As a kid, my family did not have a surveillance elf. We had what was known as a small town, which saw more than the finest panopticon. There was very little you could get away with that wouldn't be passed on to the proper authorities through a complex communications network, including phone calls, chats in the grocery store and beauty parlor intelligence briefings.
And yet, despite all that surveillance, and maybe because of it, I grew up to be a civil libertarian suspicious of any and all monitors, trackers and nannies. I'm concerned daily with what our fears might prompt us to do to our liberties.
I am not concerned about elves. And yeah, I'm looking at you, Jingles.
Also, my kids don't behave any better in front of that elf than they do at any other time of year. They're thumbing their Rudolph noses at the system. And yet, I bet Big Gift will come through again.

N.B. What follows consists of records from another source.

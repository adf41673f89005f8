use std::path::Path;
use std::time::Duration;

use fluxcheck_core::progress::{ProgressReporter, TaskHandle, TaskStatus};
use indicatif::{MultiProgress, ProgressBar, ProgressStyle};

use crate::style;

/// Draws one `indicatif` spinner per input file on stderr.
pub struct IndicatifReporter {
    multi: MultiProgress,
}

impl IndicatifReporter {
    pub fn new() -> Self {
        Self {
            multi: MultiProgress::new(),
        }
    }
}

impl ProgressReporter for IndicatifReporter {
    fn start_file(&self, input: &Path) -> Box<dyn TaskHandle> {
        let pb = self.multi.add(ProgressBar::new_spinner());
        pb.set_style(
            ProgressStyle::with_template("{spinner:.cyan} {prefix} {msg}")
                .unwrap_or_else(|_| ProgressStyle::default_spinner())
                .tick_chars("⠋⠙⠹⠸⠼⠴⠦⠧⠇⠏"),
        );
        pb.set_prefix(input.display().to_string());
        pb.set_message(style::dim("queued"));
        pb.enable_steady_tick(Duration::from_millis(80));
        Box::new(FileLine { pb })
    }
}

struct FileLine {
    pb: ProgressBar,
}

impl TaskHandle for FileLine {
    fn set_message(&self, message: &str) {
        self.pb.set_message(style::dim(message));
    }

    fn finish(&self, status: TaskStatus, message: &str) {
        let message = match status {
            TaskStatus::Skipped => style::dim(message),
            TaskStatus::Passed | TaskStatus::Failed => message.to_string(),
        };
        let mark = style::status_mark(status);
        if let Ok(plain) = ProgressStyle::with_template("{msg}") {
            self.pb.set_style(plain);
        }
        self.pb.finish_with_message(format!("{mark} {message}"));
    }
}
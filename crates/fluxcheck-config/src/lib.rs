use std::path::Path;

use serde::Deserialize;

pub const CONFIG_FILENAME: &str = "fluxcheck.toml";

pub const DEFAULT_HELM: &str = "helm";
pub const DEFAULT_JOBS: usize = 1;
pub const DEFAULT_TIMEOUT_SECS: u64 = 300;

#[derive(Debug, thiserror::Error)]
pub enum ConfigError {
    #[error("failed to read {path}: {source}")]
    Io {
        path: String,
        source: std::io::Error,
    },
    #[error("failed to parse {path}: {message}")]
    Parse { path: String, message: String },
    #[error("config validation error: {0}")]
    Validation(String),
}

/// Full `fluxcheck.toml` configuration.
#[derive(Debug, Clone, Deserialize, Default)]
#[serde(deny_unknown_fields)]
pub struct FluxcheckConfig {
    #[serde(default)]
    pub tools: ToolsConfig,

    #[serde(default)]
    pub run: RunConfig,

    #[serde(default)]
    pub index: IndexConfig,
}

/// External binaries used for pulling, linting and rendering.
#[derive(Debug, Clone, Deserialize)]
#[serde(deny_unknown_fields)]
pub struct ToolsConfig {
    /// `helm = "/usr/local/bin/helm"`
    #[serde(default = "default_helm")]
    pub helm: String,

    /// Renderer command prefix; the Kustomization directory is appended.
    /// `kustomize = ["kubectl", "kustomize"]`
    #[serde(default = "default_kustomize")]
    pub kustomize: Vec<String>,
}

impl Default for ToolsConfig {
    fn default() -> Self {
        Self {
            helm: default_helm(),
            kustomize: default_kustomize(),
        }
    }
}

#[derive(Debug, Clone, Deserialize)]
#[serde(deny_unknown_fields)]
pub struct RunConfig {
    /// Number of files validated in parallel.
    #[serde(default = "default_jobs")]
    pub jobs: usize,

    /// Timeout in seconds for every external tool invocation.
    #[serde(default = "default_timeout")]
    pub timeout: u64,
}

impl Default for RunConfig {
    fn default() -> Self {
        Self {
            jobs: default_jobs(),
            timeout: default_timeout(),
        }
    }
}

#[derive(Debug, Clone, Deserialize, Default)]
#[serde(deny_unknown_fields)]
pub struct IndexConfig {
    /// Directory names never descended while indexing repositories.
    #[serde(default)]
    pub exclude: Vec<String>,
}

fn default_helm() -> String {
    DEFAULT_HELM.to_string()
}

fn default_kustomize() -> Vec<String> {
    vec!["kustomize".to_string(), "build".to_string()]
}

fn default_jobs() -> usize {
    DEFAULT_JOBS
}

fn default_timeout() -> u64 {
    DEFAULT_TIMEOUT_SECS
}

/// Load `fluxcheck.toml` from the given directory.
///
/// Returns `Ok(None)` if the file does not exist.
/// Returns `Err` if the file exists but cannot be read or parsed.
pub fn load(root: &Path) -> Result<Option<FluxcheckConfig>, ConfigError> {
    let path = root.join(CONFIG_FILENAME);
    if !path.exists() {
        return Ok(None);
    }
    load_file(&path).map(Some)
}

/// Load an explicitly named config file. A missing file is an error.
pub fn load_file(path: &Path) -> Result<FluxcheckConfig, ConfigError> {
    let content = std::fs::read_to_string(path).map_err(|e| ConfigError::Io {
        path: path.display().to_string(),
        source: e,
    })?;
    let config: FluxcheckConfig = toml::from_str(&content).map_err(|e| ConfigError::Parse {
        path: path.display().to_string(),
        message: e.to_string(),
    })?;
    validate(&config)?;
    Ok(config)
}

pub fn validate(config: &FluxcheckConfig) -> Result<(), ConfigError> {
    if config.tools.helm.trim().is_empty() {
        return Err(ConfigError::Validation(
            "tools.helm must not be empty".to_string(),
        ));
    }

    if config
        .tools
        .kustomize
        .first()
        .is_none_or(|program| program.trim().is_empty())
    {
        return Err(ConfigError::Validation(
            "tools.kustomize must name a program, e.g. [\"kustomize\", \"build\"]".to_string(),
        ));
    }

    if config.run.jobs == 0 {
        return Err(ConfigError::Validation(
            "run.jobs must be at least 1".to_string(),
        ));
    }

    if config.run.timeout == 0 {
        return Err(ConfigError::Validation(
            "run.timeout must be at least 1 second".to_string(),
        ));
    }

    for name in &config.index.exclude {
        if name.contains('/') || name.contains('\\') {
            return Err(ConfigError::Validation(format!(
                "index.exclude entry '{name}' must be a directory name, not a path"
            )));
        }
    }

    Ok(())
}
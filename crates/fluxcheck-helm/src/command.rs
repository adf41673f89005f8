use std::ffi::{OsStr, OsString};
use std::fmt;
use std::path::Path;
use std::process::Stdio;
use std::time::Duration;

use crate::ToolError;

/// A program and its argument vector. Arguments are handed to the OS as-is,
/// never through a shell.
#[derive(Debug, Clone, PartialEq, Eq)]
pub struct CommandLine {
    program: OsString,
    args: Vec<OsString>,
}

impl CommandLine {
    pub fn new(program: impl AsRef<OsStr>) -> Self {
        Self {
            program: program.as_ref().to_os_string(),
            args: Vec::new(),
        }
    }

    pub fn arg(mut self, arg: impl AsRef<OsStr>) -> Self {
        self.args.push(arg.as_ref().to_os_string());
        self
    }

    pub fn args<I, S>(mut self, args: I) -> Self
    where
        I: IntoIterator<Item = S>,
        S: AsRef<OsStr>,
    {
        self.args
            .extend(args.into_iter().map(|a| a.as_ref().to_os_string()));
        self
    }

    pub fn program(&self) -> &OsStr {
        &self.program
    }

    pub fn arguments(&self) -> &[OsString] {
        &self.args
    }
}

impl fmt::Display for CommandLine {
    fn fmt(&self, f: &mut fmt::Formatter<'_>) -> fmt::Result {
        write!(f, "{}", self.program.to_string_lossy())?;
        for arg in &self.args {
            write!(f, " {}", arg.to_string_lossy())?;
        }
        Ok(())
    }
}

/// Captured output of a successful invocation.
#[derive(Debug, Clone, Default)]
pub struct ToolOutput {
    pub stdout: String,
    pub stderr: String,
}

/// Run `line` in `cwd`, killing it once `timeout` elapses.
///
/// A non-zero exit becomes `ToolError::Failed` carrying stdout followed by
/// stderr.
pub async fn run(
    line: &CommandLine,
    cwd: &Path,
    timeout: Duration,
) -> Result<ToolOutput, ToolError> {
    let command = line.to_string();
    tracing::debug!(%command, cwd = %cwd.display(), "running external tool");

    let child = tokio::process::Command::new(&line.program)
        .args(&line.args)
        .current_dir(cwd)
        .stdin(Stdio::null())
        .stdout(Stdio::piped())
        .stderr(Stdio::piped())
        .kill_on_drop(true)
        .output();

    let output = match tokio::time::timeout(timeout, child).await {
        Ok(Ok(output)) => output,
        Ok(Err(source)) => return Err(ToolError::Spawn { command, source }),
        Err(_) => return Err(ToolError::Timeout { command, timeout }),
    };

    let stdout = String::from_utf8_lossy(&output.stdout).into_owned();
    let stderr = String::from_utf8_lossy(&output.stderr).into_owned();

    if !output.status.success() {
        tracing::debug!(%command, status = %output.status, "external tool failed");
        return Err(ToolError::Failed {
            command,
            status: output.status.to_string(),
            output: format!("{stdout}{stderr}"),
        });
    }

    Ok(ToolOutput { stdout, stderr })
}

#[cfg(test)]
mod tests {
    use super::*;

    #[test]
    fn display_joins_program_and_args() {
        let line = CommandLine::new("helm")
            .arg("pull")
            .args(["--version", "1.0.0"]);
        assert_eq!(line.to_string(), "helm pull --version 1.0.0");
        assert_eq!(line.program(), "helm");
        assert_eq!(line.arguments().len(), 3);
    }

    #[test]
    fn metacharacters_stay_single_arguments() {
        let line = CommandLine::new("helm").arg("redis; rm -rf /");
        assert_eq!(line.arguments(), &[OsString::from("redis; rm -rf /")]);
    }

    #[cfg(unix)]
    #[tokio::test]
    async fn run_captures_stdout() {
        let tmp = tempfile::tempdir().unwrap();
        let line = CommandLine::new("sh").args(["-c", "echo rendered"]);
        let out = run(&line, tmp.path(), Duration::from_secs(10))
            .await
            .unwrap();
        assert_eq!(out.stdout, "rendered\n");
    }

    #[cfg(unix)]
    #[tokio::test]
    async fn run_passes_arguments_without_shell() {
        let tmp = tempfile::tempdir().unwrap();
        let line = CommandLine::new("echo").arg("$(whoami) && false");
        let out = run(&line, tmp.path(), Duration::from_secs(10))
            .await
            .unwrap();
        assert_eq!(out.stdout, "$(whoami) && false\n");
    }

    #[cfg(unix)]
    #[tokio::test]
    async fn run_failure_carries_combined_output() {
        let tmp = tempfile::tempdir().unwrap();
        let line = CommandLine::new("sh").args(["-c", "echo out; echo err >&2; exit 3"]);
        let err = run(&line, tmp.path(), Duration::from_secs(10))
            .await
            .unwrap_err();
        match err {
            ToolError::Failed { output, .. } => {
                assert!(output.contains("out\n"));
                assert!(output.contains("err\n"));
            }
            other => panic!("expected Failed, got {other:?}"),
        }
    }

    #[cfg(unix)]
    #[tokio::test]
    async fn run_times_out() {
        let tmp = tempfile::tempdir().unwrap();
        let line = CommandLine::new("sleep").arg("5");
        let err = run(&line, tmp.path(), Duration::from_millis(100))
            .await
            .unwrap_err();
        assert!(matches!(err, ToolError::Timeout { .. }));
    }

    #[tokio::test]
    async fn run_missing_binary_is_spawn_error() {
        let tmp = tempfile::tempdir().unwrap();
        let line = CommandLine::new("fluxcheck-definitely-not-installed");
        let err = run(&line, tmp.path(), Duration::from_secs(10))
            .await
            .unwrap_err();
        assert!(matches!(err, ToolError::Spawn { .. }));
        assert!(err.to_string().contains("fluxcheck-definitely-not-installed"));
    }
}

The good news for the elf is Hello Barbie now is taking all the heat.
She has a microphone that allows kids to ask her questions, with responses from a cloud-based Internet storage system. It's sort of like Siri, the iPhone voice that helps you find a Thai restaurant. But she also stores a bunch of information about a child's queries and preferences. Turns out, it's vulnerable to hacking.
Makes secret agent Red Felt over there seem tame. Wait, are you transmitting?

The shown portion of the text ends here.